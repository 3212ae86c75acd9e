use thiserror::Error;

#[derive(Error, Debug)]
pub enum StackError {
    #[error("GDAL error: {0}")]
    Gdal(#[from] gdal::errors::GdalError),

    #[error("I/O error: {0}")]
    Io(#[from] std::io::Error),

    #[error("Array shape error: {0}")]
    ShapeError(#[from] ndarray::ShapeError),

    #[error("Catalog error: {0}")]
    Csv(#[from] csv::Error),

    #[error("HTTP error: {0}")]
    Http(#[from] reqwest::Error),

    #[error("Listing parse error: {0}")]
    Xml(#[from] quick_xml::Error),

    #[error("Catalog is missing required column: {0}")]
    MissingColumn(String),

    #[error("No bands to write")]
    NoBandsToWrite,

    #[error("Bounding box ({0}, {1}, {2}, {3}) does not intersect the tile")]
    OutsideTile(f64, f64, f64, f64),

    #[error("Invalid bounding box: {0}")]
    InvalidBoundingBox(String),

    #[error("Invalid range: {0}")]
    InvalidRange(String),

    #[error("Invalid CRS: {0}")]
    CrsError(String),

    #[error("Tile has non north-up geotransform: {0:?}")]
    RotatedRaster([f64; 6]),

    #[error("Band {band} is {got_width}x{got_height}, expected {width}x{height}")]
    BandShapeMismatch {
        band: usize,
        width: usize,
        height: usize,
        got_width: usize,
        got_height: usize,
    },

    #[error("Download of {url} failed: {reason}")]
    DownloadFailed { url: String, reason: String },

    #[error("Reprojection failed: {0}")]
    WarpFailed(String),

    #[error("COG creation failed: {0}")]
    CogCreationFailed(String),

    #[error("Invalid compression type: {0}")]
    InvalidCompression(String),

    #[error("Invalid block size: {0} (must be multiple of 16)")]
    InvalidBlockSize(usize),

    #[error("Invalid thread count: {0} (must be positive)")]
    InvalidThreadCount(usize),

    #[error("Failed to build thread pool: {0}")]
    ThreadPool(#[from] rayon::ThreadPoolBuildError),
}

pub type Result<T> = std::result::Result<T, StackError>;
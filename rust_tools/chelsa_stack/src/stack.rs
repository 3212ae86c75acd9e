use crate::cog;
use crate::error::{Result, StackError};
use crate::fetch::TileResult;
use crate::io;
use indicatif::{ProgressBar, ProgressStyle};
use log::{info, warn};
use std::fs;
use std::path::{Path, PathBuf};

/// How the output stack is encoded
#[derive(Debug, Clone, PartialEq, Eq)]
pub struct OutputOptions {
    pub compression: String,
    pub block_size: usize,
    pub cog: bool,
}

impl Default for OutputOptions {
    fn default() -> Self {
        Self {
            compression: "DEFLATE".to_string(),
            block_size: 512,
            cog: false,
        }
    }
}

const COMPRESSIONS: [&str; 4] = ["DEFLATE", "LZW", "ZSTD", "NONE"];

impl OutputOptions {
    /// Reject codecs GTiff is not asked to handle here and block sizes it cannot tile with
    pub fn validate(&self) -> Result<()> {
        if !COMPRESSIONS.contains(&self.compression.as_str()) {
            return Err(StackError::InvalidCompression(self.compression.clone()));
        }
        if self.block_size == 0 || self.block_size % 16 != 0 {
            return Err(StackError::InvalidBlockSize(self.block_size));
        }
        Ok(())
    }

    /// GTiff creation options for the stack
    pub fn creation_options(&self) -> Vec<String> {
        let block = self.block_size;
        let mut opts = vec!["TILED=YES".to_string(), "BIGTIFF=IF_SAFER".to_string()];
        opts.push(format!("COMPRESS={}", self.compression));
        opts.extend([format!("BLOCKXSIZE={}", block), format!("BLOCKYSIZE={}", block)]);
        opts
    }
}

/// What ended up on disk
#[derive(Debug, Clone, PartialEq)]
pub struct StackSummary {
    pub path: PathBuf,
    pub width: usize,
    pub height: usize,
    pub band_labels: Vec<String>,
}

fn create_progress_bar(len: u64, title: &str) -> ProgressBar {
    let style = ProgressStyle::default_bar()
        .template("{msg} ({pos}/{len}) [{bar:40.cyan/blue}] {percent}% • {elapsed_precise}")
        .unwrap_or_else(|_| ProgressStyle::default_bar())
        .progress_chars("=>-");
    ProgressBar::new(len).with_message(title.to_string()).with_style(style)
}

/// Write `tiles` as bands 1..N of one GeoTIFF at `path`.
///
/// The profile (size, transform, projection, nodata) comes from the first
/// tile. The stack is built in a temporary directory next to `path` and
/// renamed into place only once every band is written, so a failed write
/// leaves nothing behind. An empty input creates no file and returns
/// [`StackError::NoBandsToWrite`].
pub fn write_stack(path: &Path, tiles: &[TileResult], options: &OutputOptions) -> Result<StackSummary> {
    let first = tiles.first().ok_or(StackError::NoBandsToWrite)?;
    options.validate()?;

    let profile = first.meta.clone();
    info!(
        "Stacking {} bands of {}x{} pixels",
        tiles.len(),
        profile.width,
        profile.height
    );

    let out_dir = match path.parent() {
        Some(parent) if !parent.as_os_str().is_empty() => parent.to_path_buf(),
        _ => PathBuf::from("."),
    };
    fs::create_dir_all(&out_dir)?;

    let staging = tempfile::Builder::new()
        .prefix(".chelsa_stack_")
        .tempdir_in(&out_dir)?;
    let stack_path = staging.path().join("stack.tif");

    {
        let mut dataset =
            io::create_output_dataset(&stack_path, &profile, tiles.len(), options.creation_options())?;

        let progress = create_progress_bar(tiles.len() as u64, "Writing bands to GeoTIFF");
        for (i, tile) in tiles.iter().enumerate() {
            io::write_band(&mut dataset, i + 1, &tile.data, &tile.band_label, profile.nodata)?;
            progress.inc(1);
        }
        progress.finish_and_clear();

        cog::validate_tiled_structure(&dataset)?;
    }

    let finished = if options.cog {
        let cog_path = staging.path().join("stack_cog.tif");
        cog::convert_to_cog(&stack_path, &cog_path, &options.compression, options.block_size)?;
        cog_path
    } else {
        stack_path
    };

    if path.exists() {
        warn!("Replacing existing file {}", path.display());
    }
    fs::rename(&finished, path)?;
    info!("Saved {}", path.display());

    Ok(StackSummary {
        path: path.to_path_buf(),
        width: profile.width,
        height: profile.height,
        band_labels: tiles.iter().map(|t| t.band_label.clone()).collect(),
    })
}

#[cfg(test)]
mod tests {
    use super::*;

    #[test]
    fn test_empty_stack_writes_nothing() {
        let dir = tempfile::tempdir().unwrap();
        let out = dir.path().join("nested").join("empty.tif");

        let err = write_stack(&out, &[], &OutputOptions::default()).unwrap_err();
        assert!(matches!(err, StackError::NoBandsToWrite));
        assert!(!out.exists());
        assert!(!dir.path().join("nested").exists());
    }

    #[test]
    fn test_output_options_validation() {
        assert!(OutputOptions::default().validate().is_ok());

        let zstd = OutputOptions {
            compression: "ZSTD".to_string(),
            block_size: 256,
            cog: true,
        };
        assert!(zstd.validate().is_ok());

        for (compression, block_size) in [("deflate", 512), ("JPEG", 512), ("LZW", 0), ("LZW", 500)] {
            let options = OutputOptions {
                compression: compression.to_string(),
                block_size,
                cog: false,
            };
            assert!(options.validate().is_err(), "{} / {}", compression, block_size);
        }
    }

    #[test]
    fn test_creation_options_are_tiled() {
        let opts = OutputOptions::default().creation_options();
        assert_eq!(
            opts,
            vec![
                "TILED=YES",
                "BIGTIFF=IF_SAFER",
                "COMPRESS=DEFLATE",
                "BLOCKXSIZE=512",
                "BLOCKYSIZE=512",
            ]
        );
    }
}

-------

Task brief. A faithful copy of the whole listing is needed.

Solution to the exercise.
repository 3212ae86c75acd9e
use thiserror::Error;

#[derive(Error, Debug)]
pub enum StackError {
    #[error("GDAL error: {0}")]
    Gdal(#[from] gdal::errors::GdalError),

    #[error("I/O error: {0}")]
    Io(#[from] std::io::Error),

    #[error("Array shape error: {0}")]
    ShapeError(#[from] ndarray::ShapeError),

    #[error("Catalog error: {0}")]
    Csv(#[from] csv::Error),

    #[error("HTTP error: {0}")]
    Http(#[from] reqwest::Error),

    #[error("Listing parse error: {0}")]
    Xml(#[from] quick_xml::Error),

    #[error("Catalog is missing required column: {0}")]
    MissingColumn(String),

    #[error("No bands to write")]
    NoBandsToWrite,

    #[error("Bounding box ({0}, {1}, {2}, {3}) does not intersect the tile")]
    OutsideTile(f64, f64, f64, f64),

    #[error("Invalid bounding box: {0}")]
    InvalidBoundingBox(String),

    #[error("Invalid range: {0}")]
    InvalidRange(String),

    #[error("Invalid CRS: {0}")]
    CrsError(String),

    #[error("Tile has non north-up geotransform: {0:?}")]
    RotatedRaster([f64; 6]),

    #[error("Band {band} is {got_width}x{got_height}, expected {width}x{height}")]
    BandShapeMismatch {
        band: usize,
        width: usize,
        height: usize,
        got_width: usize,
        got_height: usize,
    },

    #[error("Download of {url} failed: {reason}")]
    DownloadFailed { url: String, reason: String },

    #[error("Reprojection failed: {0}")]
    WarpFailed(String),

    #[error("COG creation failed: {0}")]
    CogCreationFailed(String),

    #[error("Invalid compression type: {0}")]
    InvalidCompression(String),

    #[error("Invalid block size: {0} (must be multiple of 16)")]
    InvalidBlockSize(usize),

    #[error("Invalid thread count: {0} (must be positive)")]
    InvalidThreadCount(usize),

    #[error("Failed to build thread pool: {0}")]
    ThreadPool(#[from] rayon::ThreadPoolBuildError),
}

pub type Result<T> = std::result::Result<T, StackError>;
filename rust_tools/chelsa_stack/src/stack.rs
repository 3212ae86c75acd9e
use crate::cog;
use crate::error::{Result, StackError};
use crate::fetch::TileResult;
use crate::io;
use indicatif::{ProgressBar, ProgressStyle};
use log::{info, warn};
use std::fs;
use std::path::{Path, PathBuf};

/// How the output stack is encoded
#[derive(Debug, Clone, PartialEq, Eq)]
pub struct OutputOptions {
    pub compression: String,
    pub block_size: usize,
    pub cog: bool,
}

impl Default for OutputOptions {
    fn default() -> Self {
        Self {
            compression: "DEFLATE".to_string(),
            block_size: 512,
            cog: false,
        }
    }
}

const COMPRESSIONS: [&str; 4] = ["DEFLATE", "LZW", "ZSTD", "NONE"];

impl OutputOptions {
    /// Reject codecs GTiff is not asked to handle here and block sizes it cannot tile with
    pub fn validate(&self) -> Result<()> {
        if !COMPRESSIONS.contains(&self.compression.as_str()) {
            return Err(StackError::InvalidCompression(self.compression.clone()));
        }
        if self.block_size == 0 || self.block_size % 16 != 0 {
            return Err(StackError::InvalidBlockSize(self.block_size));
        }
        Ok(())
    }

    /// GTiff creation options for the stack
    pub fn creation_options(&self) -> Vec<String> {
        let block = self.block_size;
        let mut opts = vec!["TILED=YES".to_string(), "BIGTIFF=IF_SAFER".to_string()];
        opts.push(format!("COMPRESS={}", self.compression));
        opts.extend([format!("BLOCKXSIZE={}", block), format!("BLOCKYSIZE={}", block)]);
        opts
    }
}

/// What ended up on disk
#[derive(Debug, Clone, PartialEq)]
pub struct StackSummary {
    pub path: PathBuf,
    pub width: usize,
    pub height: usize,
    pub band_labels: Vec<String>,
}

fn create_progress_bar(len: u64, title: &str) -> ProgressBar {
    let style = ProgressStyle::default_bar()
        .template("{msg} ({pos}/{len}) [{bar:40.cyan/blue}] {percent}% • {elapsed_precise}")
        .unwrap_or_else(|_| ProgressStyle::default_bar())
        .progress_chars("=>-");
    ProgressBar::new(len).with_message(title.to_string()).with_style(style)
}

/// Write `tiles` as bands 1..N of one GeoTIFF at `path`.
///
/// The profile (size, transform, projection, nodata) comes from the first
/// tile. The stack is built in a temporary directory next to `path` and
/// renamed into place only once every band is written, so a failed write
/// leaves nothing behind. An empty input creates no file and returns
/// [`StackError::NoBandsToWrite`].
pub fn write_stack(path: &Path, tiles: &[TileResult], options: &OutputOptions) -> Result<StackSummary> {
    let first = tiles.first().ok_or(StackError::NoBandsToWrite)?;
    options.validate()?;

    let profile = first.meta.clone();
    info!(
        "Stacking {} bands of {}x{} pixels",
        tiles.len(),
        profile.width,
        profile.height
    );

    let out_dir = match path.parent() {
        Some(parent) if !parent.as_os_str().is_empty() => parent.to_path_buf(),
        _ => PathBuf::from("."),
    };
    fs::create_dir_all(&out_dir)?;

    let staging = tempfile::Builder::new()
        .prefix(".chelsa_stack_")
        .tempdir_in(&out_dir)?;
    let stack_path = staging.path().join("stack.tif");

    {
        let mut dataset =
            io::create_output_dataset(&stack_path, &profile, tiles.len(), options.creation_options())?;

        let progress = create_progress_bar(tiles.len() as u64, "Writing bands to GeoTIFF");
        for (i, tile) in tiles.iter().enumerate() {
            io::write_band(&mut dataset, i + 1, &tile.data, &tile.band_label, profile.nodata)?;
            progress.inc(1);
        }
        progress.finish_and_clear();

        cog::validate_tiled_structure(&dataset)?;
    }

    let finished = if options.cog {
        let cog_path = staging.path().join("stack_cog.tif");
        cog::convert_to_cog(&stack_path, &cog_path, &options.compression, options.block_size)?;
        cog_path
    } else {
        stack_path
    };

    if path.exists() {
        warn!("Replacing existing file {}", path.display());
    }
    fs::rename(&finished, path)?;
    info!("Saved {}", path.display());

    Ok(StackSummary {
        path: path.to_path_buf(),
        width: profile.width,
        height: profile.height,
        band_labels: tiles.iter().map(|t| t.band_label.clone()).collect(),
    })
}

#[cfg(test)]
mod tests {
    use super::*;

    #[test]
    fn test_empty_stack_writes_nothing() {
        let dir = tempfile::tempdir().unwrap();
        let out = dir.path().join("nested").join("empty.tif");

        let err = write_stack(&out, &[], &OutputOptions::default()).unwrap_err();
        assert!(matches!(err, StackError::NoBandsToWrite));
        assert!(!out.exists());
        assert!(!dir.path().join("nested").exists());
    }

    #[test]
    fn test_output_options_validation() {
        assert!(OutputOptions::default().validate().is_ok());

        let zstd = OutputOptions {
            compression: "ZSTD".to_string(),
            block_size: 256,
            cog: true,
        };
        assert!(zstd.validate().is_ok());

        for (compression, block_size) in [("deflate", 512), ("JPEG", 512), ("LZW", 0), ("LZW", 500)] {
            let options = OutputOptions {
                compression: compression.to_string(),
                block_size,
                cog: false,
            };
            assert!(options.validate().is_err(), "{} / {}", compression, block_size);
        }
    }

    #[test]
    fn test_creation_options_are_tiled() {
        let opts = OutputOptions::default().creation_options();
        assert_eq!(
            opts,
            vec![
                "TILED=YES",
                "BIGTIFF=IF_SAFER",
                "COMPRESS=DEFLATE",
                "BLOCKXSIZE=512",
                "BLOCKYSIZE=512",
            ]
        );
    }
}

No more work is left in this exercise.